ABOUT THIS EXERCISE: What is needed is an exact copy of every entry.

Saved data entries:

********************

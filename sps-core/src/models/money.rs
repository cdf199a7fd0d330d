use super::CurrencyCode;
use serde_with::{DisplayFromStr, serde_as};
use std::fmt;

/// The number of nanos in one major unit
pub const NANOS_PER_UNIT: i64 = 1_000_000_000;

const NANOS_PER_CENT: i64 = 10_000_000;

/// A fixed-point monetary amount as exchanged with decimal-pricing storefronts.
///
/// The amount is `units + nanos / 10^9`. Both parts carry the same sign, and
/// `nanos` always lies strictly between -10^9 and 10^9. Amounts produced from
/// floating point values are first rounded to whole cents, which makes the
/// conversion exact for any value that already had at most two decimals.
#[derive(Clone, Debug, PartialEq, Eq, Hash)]
#[derive(serde::Serialize, serde::Deserialize)]
#[serde(try_from = "MoneyDto", into = "MoneyDto")]
pub struct Money {
    currency_code: CurrencyCode,
    units: i64,
    nanos: i32,
}

impl Money {
    /// Creates a new amount, validating the sign and range of the parts
    pub fn new(currency_code: CurrencyCode, units: i64, nanos: i32) -> Result<Self, MoneyError> {
        if i64::from(nanos).abs() >= NANOS_PER_UNIT {
            return Err(MoneyError::NanosOutOfRange(nanos));
        }
        if (units > 0 && nanos < 0) || (units < 0 && nanos > 0) {
            return Err(MoneyError::SignMismatch { units, nanos });
        }
        Ok(Self {
            currency_code,
            units,
            nanos,
        })
    }

    /// Converts a floating point amount, rounding it to whole cents first
    pub fn from_amount(amount: f64, currency_code: CurrencyCode) -> Result<Self, MoneyError> {
        if !amount.is_finite() {
            return Err(MoneyError::NotFinite(amount));
        }
        let cents = (amount * 100.0).round();
        if cents.abs() >= i64::MAX as f64 {
            return Err(MoneyError::Overflow(amount));
        }

        // Splitting the total in nanos carries any whole unit out of the fraction
        let total = i128::from(cents as i64) * i128::from(NANOS_PER_CENT);
        let units = total / i128::from(NANOS_PER_UNIT);
        let nanos = total % i128::from(NANOS_PER_UNIT);

        Ok(Self {
            currency_code,
            units: units as i64,
            nanos: nanos as i32,
        })
    }

    /// The amount as a floating point number
    ///
    /// Whole-cent amounts are rebuilt from their integer cents, so converting a
    /// two-decimal value into `Money` and back yields the identical `f64`.
    pub fn amount(&self) -> f64 {
        let nanos = i64::from(self.nanos);
        if nanos % NANOS_PER_CENT == 0 {
            let cents = i128::from(self.units) * 100 + i128::from(nanos / NANOS_PER_CENT);
            cents as f64 / 100.0
        } else {
            self.units as f64 + nanos as f64 / NANOS_PER_UNIT as f64
        }
    }

    /// The currency of the amount
    pub fn currency_code(&self) -> CurrencyCode {
        self.currency_code
    }

    /// The whole units of the amount
    pub fn units(&self) -> i64 {
        self.units
    }

    /// The fractional part of the amount in billionths of a unit
    pub fn nanos(&self) -> i32 {
        self.nanos
    }
}

impl fmt::Display for Money {
    fn fmt(&self, f: &mut fmt::Formatter<'_>) -> fmt::Result {
        let precision = self.currency_code.minor_units() as usize;
        write!(
            f,
            "{amount:.precision$} {code}",
            amount = self.amount(),
            code = self.currency_code
        )
    }
}

#[cfg(feature = "schemars")]
impl schemars::JsonSchema for Money {
    fn schema_name() -> std::borrow::Cow<'static, str> {
        MoneyDto::schema_name()
    }

    fn json_schema(generator: &mut schemars::SchemaGenerator) -> schemars::Schema {
        MoneyDto::json_schema(generator)
    }
}

/// The wire representation of [`Money`], with `units` carried as a decimal string
#[serde_as]
#[cfg_attr(feature = "schemars", derive(schemars::JsonSchema))]
#[derive(Debug, serde::Serialize, serde::Deserialize)]
#[serde(rename_all = "camelCase")]
pub struct MoneyDto {
    /// The ISO-4217 currency code
    pub currency_code: CurrencyCode,
    /// The whole units, as a string so that 64-bit values survive JSON
    #[serde_as(as = "DisplayFromStr")]
    #[cfg_attr(feature = "schemars", schemars(with = "String"))]
    pub units: i64,
    /// The fractional part in billionths of a unit
    #[serde(default)]
    pub nanos: i32,
}

impl From<Money> for MoneyDto {
    fn from(value: Money) -> Self {
        Self {
            currency_code: value.currency_code,
            units: value.units,
            nanos: value.nanos,
        }
    }
}

impl TryFrom<MoneyDto> for Money {
    type Error = MoneyError;

    fn try_from(value: MoneyDto) -> Result<Self, Self::Error> {
        Money::new(value.currency_code, value.units, value.nanos)
    }
}

/// Errors that can occur when constructing a [`Money`] value
#[derive(Debug, Clone, PartialEq, thiserror::Error)]
pub enum MoneyError {
    /// The fractional part is a whole unit or more
    #[error("nanos out of range: {0}")]
    NanosOutOfRange(i32),
    /// The whole and fractional parts have opposite signs
    #[error("units ({units}) and nanos ({nanos}) have opposite signs")]
    SignMismatch {
        /// The whole units
        units: i64,
        /// The fractional nanos
        nanos: i32,
    },
    /// The amount is NaN or infinite
    #[error("amount is not finite: {0}")]
    NotFinite(f64),
    /// The amount does not fit in 64-bit units
    #[error("amount is too large: {0}")]
    Overflow(f64),
}

#[cfg(test)]
mod tests {
    use super::*;
    use rstest::rstest;

    #[rstest]
    #[case(0.0)]
    #[case(0.01)]
    #[case(0.99)]
    #[case(8.99)]
    #[case(12.34)]
    #[case(1299.95)]
    #[case(-4.05)]
    #[case(123456789.12)]
    fn two_decimal_round_trip(#[case] amount: f64) {
        let money = Money::from_amount(amount, CurrencyCode::EUR).unwrap();
        assert_eq!(money.amount(), amount);
    }

    #[test]
    fn parts_share_sign() {
        let money = Money::from_amount(-4.05, CurrencyCode::USD).unwrap();
        assert_eq!((money.units(), money.nanos()), (-4, -50_000_000));

        let money = Money::from_amount(-0.5, CurrencyCode::USD).unwrap();
        assert_eq!((money.units(), money.nanos()), (0, -500_000_000));
    }

    #[test]
    fn fractional_cents_round_into_units() {
        let money = Money::from_amount(0.999, CurrencyCode::USD).unwrap();
        assert_eq!((money.units(), money.nanos()), (1, 0));
    }

    #[test]
    fn rejects_invalid_parts() {
        assert_eq!(
            Money::new(CurrencyCode::USD, 1, 1_000_000_000).unwrap_err(),
            MoneyError::NanosOutOfRange(1_000_000_000)
        );
        assert_eq!(
            Money::new(CurrencyCode::USD, 1, -5).unwrap_err(),
            MoneyError::SignMismatch {
                units: 1,
                nanos: -5
            }
        );
        assert!(matches!(
            Money::from_amount(f64::NAN, CurrencyCode::USD),
            Err(MoneyError::NotFinite(_))
        ));
    }

    #[test]
    fn wire_format() {
        let money = Money::from_amount(12.34, CurrencyCode::USD).unwrap();
        let json = serde_json::to_value(&money).unwrap();
        assert_eq!(
            json,
            serde_json::json!({"currencyCode": "USD", "units": "12", "nanos": 340000000})
        );

        let parsed: Money = serde_json::from_value(json).unwrap();
        assert_eq!(parsed, money);

        let invalid = serde_json::json!({"currencyCode": "USD", "units": "-1", "nanos": 5});
        assert!(serde_json::from_value::<Money>(invalid).is_err());
    }

    #[test]
    fn display_uses_minor_units() {
        let yen = Money::from_amount(1500.0, CurrencyCode::new("JPY").unwrap()).unwrap();
        assert_eq!(yen.to_string(), "1500 JPY");
        let euro = Money::from_amount(8.9, CurrencyCode::EUR).unwrap();
        assert_eq!(euro.to_string(), "8.90 EUR");
    }
}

********************

WRITTEN REPLY:
filename sps-core/src/models/money.rs
repository cdf199a7fd0d330d
use super::CurrencyCode;
use serde_with::{DisplayFromStr, serde_as};
use std::fmt;

/// The number of nanos in one major unit
pub const NANOS_PER_UNIT: i64 = 1_000_000_000;

const NANOS_PER_CENT: i64 = 10_000_000;

/// A fixed-point monetary amount as exchanged with decimal-pricing storefronts.
///
/// The amount is `units + nanos / 10^9`. Both parts carry the same sign, and
/// `nanos` always lies strictly between -10^9 and 10^9. Amounts produced from
/// floating point values are first rounded to whole cents, which makes the
/// conversion exact for any value that already had at most two decimals.
#[derive(Clone, Debug, PartialEq, Eq, Hash)]
#[derive(serde::Serialize, serde::Deserialize)]
#[serde(try_from = "MoneyDto", into = "MoneyDto")]
pub struct Money {
    currency_code: CurrencyCode,
    units: i64,
    nanos: i32,
}

impl Money {
    /// Creates a new amount, validating the sign and range of the parts
    pub fn new(currency_code: CurrencyCode, units: i64, nanos: i32) -> Result<Self, MoneyError> {
        if i64::from(nanos).abs() >= NANOS_PER_UNIT {
            return Err(MoneyError::NanosOutOfRange(nanos));
        }
        if (units > 0 && nanos < 0) || (units < 0 && nanos > 0) {
            return Err(MoneyError::SignMismatch { units, nanos });
        }
        Ok(Self {
            currency_code,
            units,
            nanos,
        })
    }

    /// Converts a floating point amount, rounding it to whole cents first
    pub fn from_amount(amount: f64, currency_code: CurrencyCode) -> Result<Self, MoneyError> {
        if !amount.is_finite() {
            return Err(MoneyError::NotFinite(amount));
        }
        let cents = (amount * 100.0).round();
        if cents.abs() >= i64::MAX as f64 {
            return Err(MoneyError::Overflow(amount));
        }

        // Splitting the total in nanos carries any whole unit out of the fraction
        let total = i128::from(cents as i64) * i128::from(NANOS_PER_CENT);
        let units = total / i128::from(NANOS_PER_UNIT);
        let nanos = total % i128::from(NANOS_PER_UNIT);

        Ok(Self {
            currency_code,
            units: units as i64,
            nanos: nanos as i32,
        })
    }

    /// The amount as a floating point number
    ///
    /// Whole-cent amounts are rebuilt from their integer cents, so converting a
    /// two-decimal value into `Money` and back yields the identical `f64`.
    pub fn amount(&self) -> f64 {
        let nanos = i64::from(self.nanos);
        if nanos % NANOS_PER_CENT == 0 {
            let cents = i128::from(self.units) * 100 + i128::from(nanos / NANOS_PER_CENT);
            cents as f64 / 100.0
        } else {
            self.units as f64 + nanos as f64 / NANOS_PER_UNIT as f64
        }
    }

    /// The currency of the amount
    pub fn currency_code(&self) -> CurrencyCode {
        self.currency_code
    }

    /// The whole units of the amount
    pub fn units(&self) -> i64 {
        self.units
    }

    /// The fractional part of the amount in billionths of a unit
    pub fn nanos(&self) -> i32 {
        self.nanos
    }
}

impl fmt::Display for Money {
    fn fmt(&self, f: &mut fmt::Formatter<'_>) -> fmt::Result {
        let precision = self.currency_code.minor_units() as usize;
        write!(
            f,
            "{amount:.precision$} {code}",
            amount = self.amount(),
            code = self.currency_code
        )
    }
}

#[cfg(feature = "schemars")]
impl schemars::JsonSchema for Money {
    fn schema_name() -> std::borrow::Cow<'static, str> {
        MoneyDto::schema_name()
    }

    fn json_schema(generator: &mut schemars::SchemaGenerator) -> schemars::Schema {
        MoneyDto::json_schema(generator)
    }
}

/// The wire representation of [`Money`], with `units` carried as a decimal string
#[serde_as]
#[cfg_attr(feature = "schemars", derive(schemars::JsonSchema))]
#[derive(Debug, serde::Serialize, serde::Deserialize)]
#[serde(rename_all = "camelCase")]
pub struct MoneyDto {
    /// The ISO-4217 currency code
    pub currency_code: CurrencyCode,
    /// The whole units, as a string so that 64-bit values survive JSON
    #[serde_as(as = "DisplayFromStr")]
    #[cfg_attr(feature = "schemars", schemars(with = "String"))]
    pub units: i64,
    /// The fractional part in billionths of a unit
    #[serde(default)]
    pub nanos: i32,
}

impl From<Money> for MoneyDto {
    fn from(value: Money) -> Self {
        Self {
            currency_code: value.currency_code,
            units: value.units,
            nanos: value.nanos,
        }
    }
}

impl TryFrom<MoneyDto> for Money {
    type Error = MoneyError;

    fn try_from(value: MoneyDto) -> Result<Self, Self::Error> {
        Money::new(value.currency_code, value.units, value.nanos)
    }
}

/// Errors that can occur when constructing a [`Money`] value
#[derive(Debug, Clone, PartialEq, thiserror::Error)]
pub enum MoneyError {
    /// The fractional part is a whole unit or more
    #[error("nanos out of range: {0}")]
    NanosOutOfRange(i32),
    /// The whole and fractional parts have opposite signs
    #[error("units ({units}) and nanos ({nanos}) have opposite signs")]
    SignMismatch {
        /// The whole units
        units: i64,
        /// The fractional nanos
        nanos: i32,
    },
    /// The amount is NaN or infinite
    #[error("amount is not finite: {0}")]
    NotFinite(f64),
    /// The amount does not fit in 64-bit units
    #[error("amount is too large: {0}")]
    Overflow(f64),
}

#[cfg(test)]
mod tests {
    use super::*;
    use rstest::rstest;

    #[rstest]
    #[case(0.0)]
    #[case(0.01)]
    #[case(0.99)]
    #[case(8.99)]
    #[case(12.34)]
    #[case(1299.95)]
    #[case(-4.05)]
    #[case(123456789.12)]
    fn two_decimal_round_trip(#[case] amount: f64) {
        let money = Money::from_amount(amount, CurrencyCode::EUR).unwrap();
        assert_eq!(money.amount(), amount);
    }

    #[test]
    fn parts_share_sign() {
        let money = Money::from_amount(-4.05, CurrencyCode::USD).unwrap();
        assert_eq!((money.units(), money.nanos()), (-4, -50_000_000));

        let money = Money::from_amount(-0.5, CurrencyCode::USD).unwrap();
        assert_eq!((money.units(), money.nanos()), (0, -500_000_000));
    }

    #[test]
    fn fractional_cents_round_into_units() {
        let money = Money::from_amount(0.999, CurrencyCode::USD).unwrap();
        assert_eq!((money.units(), money.nanos()), (1, 0));
    }

    #[test]
    fn rejects_invalid_parts() {
        assert_eq!(
            Money::new(CurrencyCode::USD, 1, 1_000_000_000).unwrap_err(),
            MoneyError::NanosOutOfRange(1_000_000_000)
        );
        assert_eq!(
            Money::new(CurrencyCode::USD, 1, -5).unwrap_err(),
            MoneyError::SignMismatch {
                units: 1,
                nanos: -5
            }
        );
        assert!(matches!(
            Money::from_amount(f64::NAN, CurrencyCode::USD),
            Err(MoneyError::NotFinite(_))
        ));
    }

    #[test]
    fn wire_format() {
        let money = Money::from_amount(12.34, CurrencyCode::USD).unwrap();
        let json = serde_json::to_value(&money).unwrap();
        assert_eq!(
            json,
            serde_json::json!({"currencyCode": "USD", "units": "12", "nanos": 340000000})
        );

        let parsed: Money = serde_json::from_value(json).unwrap();
        assert_eq!(parsed, money);

        let invalid = serde_json::json!({"currencyCode": "USD", "units": "-1", "nanos": 5});
        assert!(serde_json::from_value::<Money>(invalid).is_err());
    }

    #[test]
    fn display_uses_minor_units() {
        let yen = Money::from_amount(1500.0, CurrencyCode::new("JPY").unwrap()).unwrap();
        assert_eq!(yen.to_string(), "1500 JPY");
        let euro = Money::from_amount(8.9, CurrencyCode::EUR).unwrap();
        assert_eq!(euro.to_string(), "8.90 EUR");
    }
}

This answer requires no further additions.